Suicidia per il video hard, lo scandalo della gogna in rete: il diritto all'oblio è senza tutele

Suicidia per il video hard, lo scandalo della gogna in rete: il diritto all'oblio è senza tutele
di Cristiana Mangani
4 Minuti di Lettura
Giovedì 15 Settembre 2016, 08:00 - Ultimo aggiornamento: 08:40

Lasciate ogni speranza o voi che finite sul web, perché difficilmente riuscirete a far dimenticare il vostro nome o le vostre gesta. Non bastano, infatti, le regole indicate da una sentenza della Corte di giustizia europea del 13 maggio del 2014, secondo la quale, tecnicamente, sparire dal mondo virtuale è possibile. Vedere riconosciuto il diritto all'oblio è cosa ben diversa, anche perché il primo stop è proprio nella difficoltà di stabilire fino a quanti anni di distanza dai fatti possa essere esercitato il diritto dell'individuo a ottenere la cancellazione dei propri dati. Ed è così che si spiega come mai, delle tantissime richieste di rimozione inviate dall'Italia, Google ne abbia accolte poco più del 30 per cento.

IL PRECEDENTE
La sentenza della Corte di giustizia ha garantito agli utenti il diritto a vedere cancellati sui motori di ricerca i link riferiti a informazioni personali ritenute «inadeguate o non più rilevanti». E ha trovato spunto da una vicenda che ha coinvolto Google in Spagna: nel 2009 un avvocato si è accorto che cercando il suo nome, veniva fuori una nota legale del 1998 pubblicata sul sito del quotidiano La Vanguardia che elencava i suoi debiti dell'epoca. Il giornale si era rifiutato di rimuovere le informazioni e altrettanto aveva fatto Google.

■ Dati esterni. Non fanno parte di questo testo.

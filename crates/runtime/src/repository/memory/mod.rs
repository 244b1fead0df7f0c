//! In-memory repository implementations for testing and development.

mod action_log;

pub use action_log::InMemoryActionLog;
//! Removal of a banner standing on a tile edge.

use tracing::error;

use super::{
    ActionEnvelope, ActionResult, CommandFlags, GameAction, GameCommand, ParameterVisitor, Status,
    StringId,
};
use crate::env::GameEnv;
use crate::serialise::{DataSerialiser, SerialiseError};
use crate::state::{
    BannerIndex, COORDS_XY_HALF_TILE, CoordsXYZ, CoordsXYZD, ExpenditureType, GameState,
    LAND_HEIGHT_STEP, Money, TileCoordsXY,
};

/// Removes the banner at an exact location and facing, refunding three
/// quarters of its placement price.
#[derive(Clone, Debug, Default, PartialEq, Eq)]
pub struct BannerRemoveAction {
    envelope: ActionEnvelope,
    location: CoordsXYZD,
}

/// Banner resolved by validation.
struct Target {
    tile: TileCoordsXY,
    element: usize,
    banner: BannerIndex,
}

impl BannerRemoveAction {
    pub fn new(location: CoordsXYZD) -> Self {
        Self {
            envelope: ActionEnvelope::default(),
            location,
        }
    }

    pub fn location(&self) -> CoordsXYZD {
        self.location
    }

    fn base_result(&self) -> ActionResult {
        ActionResult::ok()
            .with_expenditure(ExpenditureType::Landscaping)
            .with_position(CoordsXYZ::new(
                self.location.x.saturating_add(COORDS_XY_HALF_TILE),
                self.location.y.saturating_add(COORDS_XY_HALF_TILE),
                self.location.z,
            ))
    }

    fn invalid(&self, base: &ActionResult) -> ActionResult {
        base.clone().fail(
            Status::InvalidParameters,
            StringId::CantRemoveThis,
            StringId::None,
        )
    }

    /// First banner element on the tile at the exact height and facing.
    ///
    /// Ghost banners only match when the action itself is a ghost.
    fn find_banner_element(&self, state: &GameState) -> Option<(usize, BannerIndex)> {
        let allow_ghost = self.envelope.flags.contains(CommandFlags::GHOST);
        state
            .map
            .find_element(self.location.xy().to_tile(), |element| {
                element.base_z() == self.location.z
                    && (allow_ghost || !element.is_ghost)
                    && element
                        .as_banner()
                        .is_some_and(|banner| banner.position == self.location.direction)
            })
            .and_then(|(index, element)| Some((index, element.as_banner()?.index)))
    }

    /// Checks shared by query and execute. On success returns the priced
    /// result and the banner to remove.
    fn validate(
        &self,
        state: &GameState,
        env: &GameEnv<'_>,
    ) -> Result<(ActionResult, Target), ActionResult> {
        let base = self.base_result();
        let loc = self.location;

        // Wire coordinates are unchecked; nothing off the map reaches the lookup.
        if !state.location_valid(loc.xy()) {
            return Err(base.fail(
                Status::NotOwned,
                StringId::CantRemoveThis,
                StringId::LandNotOwnedByPark,
            ));
        }
        let below = CoordsXYZ::new(loc.x, loc.y, loc.z.saturating_sub(LAND_HEIGHT_STEP));
        if !state.can_build_at(below, env.config()) {
            return Err(base.fail(
                Status::NotOwned,
                StringId::CantRemoveThis,
                StringId::LandNotOwnedByPark,
            ));
        }

        let Some((element, index)) = self.find_banner_element(state) else {
            error!(
                x = loc.x,
                y = loc.y,
                z = loc.z,
                direction = loc.direction,
                "invalid banner location"
            );
            return Err(self.invalid(&base));
        };

        if !index.in_range() {
            error!(index = %index, "invalid banner index");
            return Err(self.invalid(&base));
        }

        let Some(banner) = state.banners.get(index) else {
            error!(index = %index, "banner index does not resolve");
            return Err(self.invalid(&base));
        };

        let cost = env
            .banner_entry(banner.kind)
            .map(|entry| -(entry.price * 3 / 4))
            .unwrap_or(Money::ZERO);

        Ok((
            base.with_cost(cost),
            Target {
                tile: loc.xy().to_tile(),
                element,
                banner: index,
            },
        ))
    }
}

impl GameAction for BannerRemoveAction {
    fn action_type(&self) -> GameCommand {
        GameCommand::RemoveBanner
    }

    fn envelope(&self) -> &ActionEnvelope {
        &self.envelope
    }

    fn envelope_mut(&mut self) -> &mut ActionEnvelope {
        &mut self.envelope
    }

    fn serialise_parameters(&mut self, stream: &mut DataSerialiser) -> Result<(), SerialiseError> {
        stream.serialise("location", &mut self.location)
    }

    fn accept_parameters(&self, visitor: &mut dyn ParameterVisitor) {
        visitor.visit_coords_xyzd("location", self.location);
    }

    fn query(&self, state: &GameState, env: &GameEnv<'_>) -> ActionResult {
        match self.validate(state, env) {
            Ok((result, _)) => result,
            Err(result) => result,
        }
    }

    fn execute(&self, state: &mut GameState, env: &GameEnv<'_>) -> ActionResult {
        let (result, target) = match self.validate(state, env) {
            Ok(validated) => validated,
            Err(result) => return result,
        };

        state.banners.remove(target.banner);
        state
            .invalidations
            .invalidate_tile(target.tile, self.location.z, self.location.z.saturating_add(32));
        let removed = state.map.remove(target.tile, target.element);
        debug_assert!(removed.is_some(), "validated banner element vanished");

        result
    }
}

#[cfg(test)]
mod tests {
    use super::*;
    use crate::action::Action;
    use crate::action::testing::{Park, set_ownership};
    use crate::state::{Ownership, TileCoordsXY};

    const BANNER_AT: CoordsXYZD = CoordsXYZD::new(160, 160, 48, 0);

    #[test]
    fn query_prices_refund_at_three_quarters() {
        let mut park = Park::new();
        park.place_banner(BANNER_AT, false);

        let result = BannerRemoveAction::new(BANNER_AT).query(&park.state, &park.env());
        assert_eq!(result.status, Status::Ok);
        assert_eq!(result.cost, Money(-75));
        assert_eq!(result.position, Some(CoordsXYZ::new(176, 176, 48)));
        assert_eq!(result.expenditure, Some(ExpenditureType::Landscaping));
    }

    #[test]
    fn wrong_facing_is_invalid_and_leaves_world_untouched() {
        let mut park = Park::new();
        park.place_banner(BANNER_AT, false);
        let before = park.state.checksum().unwrap();

        let action = BannerRemoveAction::new(CoordsXYZD::new(160, 160, 48, 2));
        assert_eq!(
            action.query(&park.state, &park.env()).status,
            Status::InvalidParameters
        );
        let env = GameEnv::with_scenery(&park.config, &park.scenery);
        assert_eq!(
            action.execute(&mut park.state, &env).status,
            Status::InvalidParameters
        );
        assert_eq!(park.state.checksum().unwrap(), before);
    }

    #[test]
    fn unowned_land_fails_before_lookup() {
        let mut park = Park::new();
        park.place_banner(BANNER_AT, false);
        set_ownership(&mut park.state, TileCoordsXY::new(5, 5), Ownership::empty());

        let result = BannerRemoveAction::new(BANNER_AT).query(&park.state, &park.env());
        assert_eq!(result.status, Status::NotOwned);
        assert_eq!(result.error_title, StringId::CantRemoveThis);
        assert_eq!(result.error_message, StringId::LandNotOwnedByPark);
    }

    #[test]
    fn unowned_land_without_a_banner_is_not_owned() {
        let mut park = Park::new();
        set_ownership(&mut park.state, TileCoordsXY::new(5, 5), Ownership::empty());
        assert_eq!(park.stack(TileCoordsXY::new(5, 5)).len(), 1);

        // A lookup would report InvalidParameters; ownership decides first.
        let result = BannerRemoveAction::new(BANNER_AT).query(&park.state, &park.env());
        assert_eq!(result.status, Status::NotOwned);
        assert_eq!(result.position, Some(CoordsXYZ::new(176, 176, 48)));
    }

    #[test]
    fn extreme_wire_coordinates_fail_without_panicking() {
        let mut park = Park::new();
        park.place_banner(BANNER_AT, false);

        for location in [
            CoordsXYZD::new(i32::MAX, 0, 48, 0),
            CoordsXYZD::new(0, i32::MAX, 48, 0),
            CoordsXYZD::new(i32::MIN, i32::MIN, i32::MIN, 0),
        ] {
            let action = Action::from(BannerRemoveAction::new(location));
            let decoded = Action::decode(&action.encode().unwrap()).unwrap();
            assert_eq!(decoded.query(&park.state, &park.env()).status, Status::NotOwned);
        }

        let before = park.state.checksum().unwrap();
        for z in [i32::MIN, i32::MAX] {
            let action = BannerRemoveAction::new(CoordsXYZD::new(160, 160, z, 0));
            assert_eq!(
                action.query(&park.state, &park.env()).status,
                Status::InvalidParameters
            );
            let env = GameEnv::with_scenery(&park.config, &park.scenery);
            assert!(!action.execute(&mut park.state, &env).is_ok());
        }
        assert_eq!(park.state.checksum().unwrap(), before);
    }

    #[test]
    fn decoded_action_queries_identically() {
        let mut park = Park::new();
        park.place_banner(BANNER_AT, false);

        for location in [
            BANNER_AT,
            CoordsXYZD::new(160, 160, 48, 2),
            CoordsXYZD::new(-32, 0, 48, 0),
        ] {
            let action = Action::from(BannerRemoveAction::new(location));
            let decoded = Action::decode(&action.encode().unwrap()).unwrap();
            assert_eq!(
                decoded.query(&park.state, &park.env()),
                action.query(&park.state, &park.env())
            );
        }
    }

    #[test]
    fn execute_matches_query_then_second_execute_fails() {
        let mut park = Park::new();
        let index = park.place_banner(BANNER_AT, false);
        let action = BannerRemoveAction::new(BANNER_AT);

        let queried = action.query(&park.state, &park.env());
        let env = GameEnv::with_scenery(&park.config, &park.scenery);
        let executed = action.execute(&mut park.state, &env);
        assert_eq!(executed, queried);

        assert!(park.state.banners.get(index).is_none());
        assert_eq!(park.stack(TileCoordsXY::new(5, 5)).len(), 1);
        assert_eq!(
            park.state.invalidations.regions()[0].z_high - park.state.invalidations.regions()[0].z_low,
            32
        );

        assert_eq!(
            action.execute(&mut park.state, &env).status,
            Status::InvalidParameters
        );
    }

    #[test]
    fn ghost_banner_requires_ghost_flag() {
        let mut park = Park::new();
        park.place_banner(BANNER_AT, true);

        let mut action = BannerRemoveAction::new(BANNER_AT);
        assert_eq!(
            action.query(&park.state, &park.env()).status,
            Status::InvalidParameters
        );

        action.envelope_mut().flags = CommandFlags::GHOST;
        assert!(action.query(&park.state, &park.env()).is_ok());
    }

    #[test]
    fn dangling_banner_index_is_invalid() {
        let mut park = Park::new();
        let index = park.place_banner(BANNER_AT, false);
        park.state.banners.remove(index);

        let result = BannerRemoveAction::new(BANNER_AT).query(&park.state, &park.env());
        assert_eq!(result.status, Status::InvalidParameters);
    }

    #[test]
    fn unknown_banner_type_costs_nothing() {
        let mut park = Park::new();
        park.place_banner(BANNER_AT, false);
        let env = GameEnv::bare(&park.config);

        let result = BannerRemoveAction::new(BANNER_AT).query(&park.state, &env);
        assert!(result.is_ok());
        assert_eq!(result.cost, Money::ZERO);
    }
}
use std::collections::BTreeMap;

use crate::state::{Money, ObjectEntryIndex};

/// Resolves scenery object definitions loaded for the park.
pub trait SceneryOracle: Send + Sync {
    /// Banner definition for an object entry, if one is loaded.
    fn banner_entry(&self, entry: ObjectEntryIndex) -> Option<BannerEntry>;
}

/// Banner object definition.
#[derive(Clone, Debug, PartialEq, Eq)]
#[cfg_attr(feature = "serde", derive(serde::Serialize, serde::Deserialize))]
pub struct BannerEntry {
    pub name: String,
    /// Placement price.
    pub price: Money,
}

impl BannerEntry {
    pub fn new(name: impl Into<String>, price: Money) -> Self {
        Self {
            name: name.into(),
            price,
        }
    }
}

/// In-memory [`SceneryOracle`] keyed by object entry.
#[derive(Clone, Debug, Default, PartialEq, Eq)]
#[cfg_attr(feature = "serde", derive(serde::Serialize, serde::Deserialize))]
pub struct SceneryCatalog {
    banners: BTreeMap<ObjectEntryIndex, BannerEntry>,
}

impl SceneryCatalog {
    pub fn new() -> Self {
        Self::default()
    }

    #[must_use]
    pub fn with_banner(mut self, entry: ObjectEntryIndex, banner: BannerEntry) -> Self {
        self.insert_banner(entry, banner);
        self
    }

    pub fn insert_banner(&mut self, entry: ObjectEntryIndex, banner: BannerEntry) {
        self.banners.insert(entry, banner);
    }

    pub fn len(&self) -> usize {
        self.banners.len()
    }

    pub fn is_empty(&self) -> bool {
        self.banners.is_empty()
    }
}

impl SceneryOracle for SceneryCatalog {
    fn banner_entry(&self, entry: ObjectEntryIndex) -> Option<BannerEntry> {
        self.banners.get(&entry).cloned()
    }
}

L'avvocato, allora, aveva seguito tutto l'iter giudiziario fino ad arrivare davanti alla Corte europea, che aveva riconosciuto il suo diritto, fermo restando che andava verificato se ci fosse un interesse pubblico o un diritto alla privacy.
Ma come si esercita il diritto all'oblio, o più correttamente alla deindicizzazione? I colossi del web hanno aperto alla possibilità di essere cancellati proprio in seguito al verdetto del 2014. Google ha messo online una pagina per avanzare le richieste e, fino a luglio, i link cancellati ammontavano globalmente a 580 mila. L'Italia fino a quella data ha presentato 897 istanze legali, in calo rispetto alle 956 del primo semestre. La procedura è semplice: si inseriscono i propri dati, la url che si desidera venga eliminata e una copia del proprio documento d'identità. Se il processo va a buon fine, Google integra nei suoi algoritmi la richiesta e alla successiva ricerca fatta sul nome dell'utente quel link non apparirà più. Tuttavia, anche se il motore di ricerca decidesse di accogliere la richiesta di cancellazione, il vero nemico dell'oblio rimane la viralità, la diffusione sui social network, la possibilità che il contenuto, il video o le foto possano aver raggiunto server incontrollabili, magari con sedi in stati africani o in chissà quale parte del mondo. La url, quindi, se anche non dovesse più comparire quando qualcuno digiterà il nome dell'utente, potrebbe essere ancora raggiungibile tramite altre parole chiave.

LE SOLUZIONI
E non è tutto, perché Google potrà anche decidere di considerare la richiesta illegittima e negare la cancellazione del contenuto. A quel punto che fare? L'utente che deciderà di continuare la sua battaglia potrà fare ricorso al Garante per la privacy con una spesa di 150 euro e un'attesa di massimo 60 giorni. All'Authority spetterà il compito di accettare o respingere la procedura in base al bilanciamento con il diritto di cronaca: se un fatto è troppo recente o è di rilevante interesse pubblico, la risposta sarà negativa. E allora rimarrà solo la carta del giudice civile, e quindi il ricorso al diritto alla vita privata e alla riservatezza che, in qualche modo, coinciderà con il diritto all'oblio. Ma è una procedura che comporterà un impegno economico maggiore a tempi decisamente più lunghi.
È più facile, comunque, ottenere la cancellazione di informazioni riguardanti dati personali piuttosto che notizie legate a fatti di cronaca, vicende giudiziarie o riprese dai mezzi d'informazione. In tanti vi hanno fatto appello non ottenendo soddisfazione. E' successo a Eva Mikula finita nell'inchiesta della Uno Bianca che chiedeva di vedere cancellato uno sceneggiato sui fratelli Savi dove veniva ritirata in ballo la sua vicenda, ma anche tutte le indicazioni che la riguardavano presenti sul web. Il giudice le ha dato torto. E altrettanto è successo a qualcuno vicino a Renato Vallanzasca che ha provato a far sparire le notizie on line sugli anni bui della banda.